--- Problem statement ---
Please filter the data down to the lines that include the word "usize" and copy them.

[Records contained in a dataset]
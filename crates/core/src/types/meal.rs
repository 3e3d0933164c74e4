//! Meal kinds recorded in a cat's feeding log.

use core::fmt;

use serde::{Deserialize, Serialize};

/// Error returned when a string is not a known meal.
#[derive(thiserror::Error, Debug, Clone, PartialEq, Eq)]
#[error("unknown meal: {0:?} (expected B, L, D or Breakfast, Lunch, Dinner)")]
pub struct MealError(pub String);

/// A meal in the feeding log.
///
/// Stored as a single-letter code (`B`, `L`, `D`) and displayed with its
/// full label.
///
/// ```
/// use cat_collector_core::Meal;
///
/// assert_eq!(Meal::parse("L").unwrap(), Meal::Lunch);
/// assert_eq!(Meal::parse("dinner").unwrap(), Meal::Dinner);
/// assert!(Meal::parse("X").is_err());
/// assert_eq!(Meal::default(), Meal::Breakfast);
/// ```
#[derive(Debug, Clone, Copy, PartialEq, Eq, Hash, Serialize, Deserialize, Default)]
pub enum Meal {
    #[default]
    #[serde(rename = "B")]
    Breakfast,
    #[serde(rename = "L")]
    Lunch,
    #[serde(rename = "D")]
    Dinner,
}

impl Meal {
    /// Every meal kind, in serving order.
    pub const ALL: [Self; 3] = [Self::Breakfast, Self::Lunch, Self::Dinner];

    /// Number of distinct meal kinds in a day.
    pub const PER_DAY: usize = Self::ALL.len();

    /// Single-letter storage code.
    #[must_use]
    pub const fn code(self) -> &'static str {
        match self {
            Self::Breakfast => "B",
            Self::Lunch => "L",
            Self::Dinner => "D",
        }
    }

    /// Human-readable label.
    #[must_use]
    pub const fn label(self) -> &'static str {
        match self {
            Self::Breakfast => "Breakfast",
            Self::Lunch => "Lunch",
            Self::Dinner => "Dinner",
        }
    }

    /// Parse a meal from its storage code or its label (case-insensitive).
    ///
    /// # Errors
    ///
    /// Returns `MealError` if the input names no meal.
    pub fn parse(s: &str) -> Result<Self, MealError> {
        let trimmed = s.trim();
        Self::ALL
            .into_iter()
            .find(|meal| {
                meal.code().eq_ignore_ascii_case(trimmed)
                    || meal.label().eq_ignore_ascii_case(trimmed)
            })
            .ok_or_else(|| MealError(s.to_owned()))
    }
}

impl fmt::Display for Meal {
    fn fmt(&self, f: &mut fmt::Formatter<'_>) -> fmt::Result {
        f.write_str(self.label())
    }
}

impl std::str::FromStr for Meal {
    type Err = MealError;

    fn from_str(s: &str) -> Result<Self, Self::Err> {
        Self::parse(s)
    }
}
//! Database migration commands.
//!
//! Applies the embedded schema migrations from `crates/web/migrations/`
//! and then creates the `tower_sessions` schema used by the session store.

use thiserror::Error;
use tower_sessions_sqlx_store::PostgresStore;

use cat_collector_web::db::{MIGRATOR, create_pool};

use super::database_url;

/// Errors that can occur while migrating or seeding.
#[derive(Debug, Error)]
pub enum MigrationError {
    /// Required environment variable is missing.
    #[error("Missing environment variable: {0}")]
    MissingEnvVar(&'static str),

    /// Database connection error.
    #[error("Database connection error: {0}")]
    Database(#[from] sqlx::Error),

    /// Migration failed.
    #[error("Migration failed: {0}")]
    Migration(#[from] sqlx::migrate::MigrateError),
}

/// Run all migrations.
///
/// # Errors
///
/// Returns an error if `DATABASE_URL` is missing, the database is
/// unreachable, or a migration fails.
pub async fn run() -> Result<(), MigrationError> {
    let database_url = database_url()?;

    tracing::info!("Connecting to database...");
    let pool = create_pool(&database_url).await?;

    tracing::info!("Running schema migrations...");
    MIGRATOR.run(&pool).await?;

    tracing::info!("Creating session table...");
    PostgresStore::new(pool).migrate().await?;

    tracing::info!("Migrations complete");
    Ok(())
}
//! Seed the database with sample toys and cats.
//!
//! Toys are matched by name, so running the command twice does not
//! duplicate them. Sample cats are only inserted for an owner that has
//! none yet.

use thiserror::Error;

use cat_collector_core::{Username, UsernameError};
use cat_collector_web::db::{
    CatRepository, PgStore, RepositoryError, ToyRepository, UserRepository, create_pool,
};
use cat_collector_web::models::{NewCat, NewToy, OwnerScope, ValidationErrors};

use super::database_url;
use super::migrate::MigrationError;

/// Toys every fresh install starts with, as `(name, color)`.
const DEFAULT_TOYS: &[(&str, &str)] = &[
    ("Feather Wand", "rainbow"),
    ("Catnip Mouse", "grey"),
    ("Laser Pointer", "red"),
    ("Crinkle Ball", "silver"),
];

/// Sample cats, as `(name, breed, description, age)`.
const SAMPLE_CATS: &[(&str, &str, &str, &str)] = &[
    ("Lolo", "tabby", "furry little demon", "3"),
    ("Sachi", "calico", "gentle and loving", "2"),
    ("Chunky Monkey", "long hair", "sweet and cuddly", "0"),
];

/// Errors that can occur while seeding.
#[derive(Debug, Error)]
pub enum SeedError {
    /// Could not connect to the database.
    #[error(transparent)]
    Connection(#[from] MigrationError),

    /// The owner username is malformed.
    #[error("Invalid owner username: {0}")]
    InvalidOwner(#[from] UsernameError),

    /// The owner does not have an account.
    #[error("No user named {0}; sign up first")]
    UnknownOwner(String),

    /// Seed data failed validation.
    #[error("Invalid seed data: {0}")]
    Validation(#[from] ValidationErrors),

    /// Repository operation failed.
    #[error("Repository error: {0}")]
    Repository(#[from] RepositoryError),
}

/// Insert the default toys and, when `owner` is given, the sample cats.
///
/// # Errors
///
/// Returns an error if the database is unreachable, the owner doesn't
/// exist, or an insert fails.
pub async fn run(owner: Option<&str>) -> Result<(), SeedError> {
    let database_url = database_url()?;
    let pool = create_pool(&database_url)
        .await
        .map_err(MigrationError::from)?;
    let store = PgStore::new(pool);

    let added = seed_toys(&store).await?;
    tracing::info!(added, "Seeded toys");

    if let Some(owner) = owner {
        let added = seed_cats(&store, owner).await?;
        tracing::info!(added, owner, "Seeded cats");
    }

    Ok(())
}

async fn seed_toys<S: ToyRepository>(store: &S) -> Result<usize, SeedError> {
    let existing = store.list_toys().await?;
    let mut added = 0;

    for (name, color) in DEFAULT_TOYS {
        if existing.iter().any(|t| t.name == *name) {
            continue;
        }
        store.create_toy(&NewToy::parse(name, color)?).await?;
        added += 1;
    }

    Ok(added)
}

async fn seed_cats<S: CatRepository + UserRepository>(
    store: &S,
    owner: &str,
) -> Result<usize, SeedError> {
    let username = Username::parse(owner)?;
    let user = store
        .get_user_by_username(&username)
        .await?
        .ok_or_else(|| SeedError::UnknownOwner(owner.to_owned()))?;

    if !store.list_cats(OwnerScope::Owner(user.id)).await?.is_empty() {
        tracing::warn!(owner, "Owner already has cats, skipping");
        return Ok(0);
    }

    for (name, breed, description, age) in SAMPLE_CATS {
        let cat = NewCat::parse(name, breed, description, age)?;
        store.create_cat(&cat, Some(user.id)).await?;
    }

    Ok(SAMPLE_CATS.len())
}

#[cfg(test)]
#[allow(clippy::unwrap_used)]
mod tests {
    use cat_collector_web::db::InMemoryStore;

    use super::*;

    #[tokio::test]
    async fn test_seed_toys_is_repeatable() {
        let store = InMemoryStore::new();

        assert_eq!(seed_toys(&store).await.unwrap(), DEFAULT_TOYS.len());
        assert_eq!(seed_toys(&store).await.unwrap(), 0);
        assert_eq!(store.list_toys().await.unwrap().len(), DEFAULT_TOYS.len());
    }

    #[tokio::test]
    async fn test_seed_cats_for_owner() {
        let store = InMemoryStore::new();
        let username = Username::parse("sylvia").unwrap();
        let user = store
            .create_user_with_password(&username, "hash")
            .await
            .unwrap();

        assert_eq!(seed_cats(&store, "sylvia").await.unwrap(), 3);
        assert_eq!(seed_cats(&store, "sylvia").await.unwrap(), 0);

        let cats = store.list_cats(OwnerScope::Owner(user.id)).await.unwrap();
        let names: Vec<_> = cats.iter().map(|c| c.name.as_str()).collect();
        assert_eq!(names, ["Lolo", "Sachi", "Chunky Monkey"]);
    }

    #[tokio::test]
    async fn test_seed_cats_unknown_owner() {
        let store = InMemoryStore::new();
        let err = seed_cats(&store, "nobody").await.unwrap_err();
        assert!(matches!(err, SeedError::UnknownOwner(_)));
    }
}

--- Written answer ---
    pub const PER_DAY: usize = Self::ALL.len();
async fn seed_toys<S: ToyRepository>(store: &S) -> Result<usize, SeedError> {
) -> Result<usize, SeedError> {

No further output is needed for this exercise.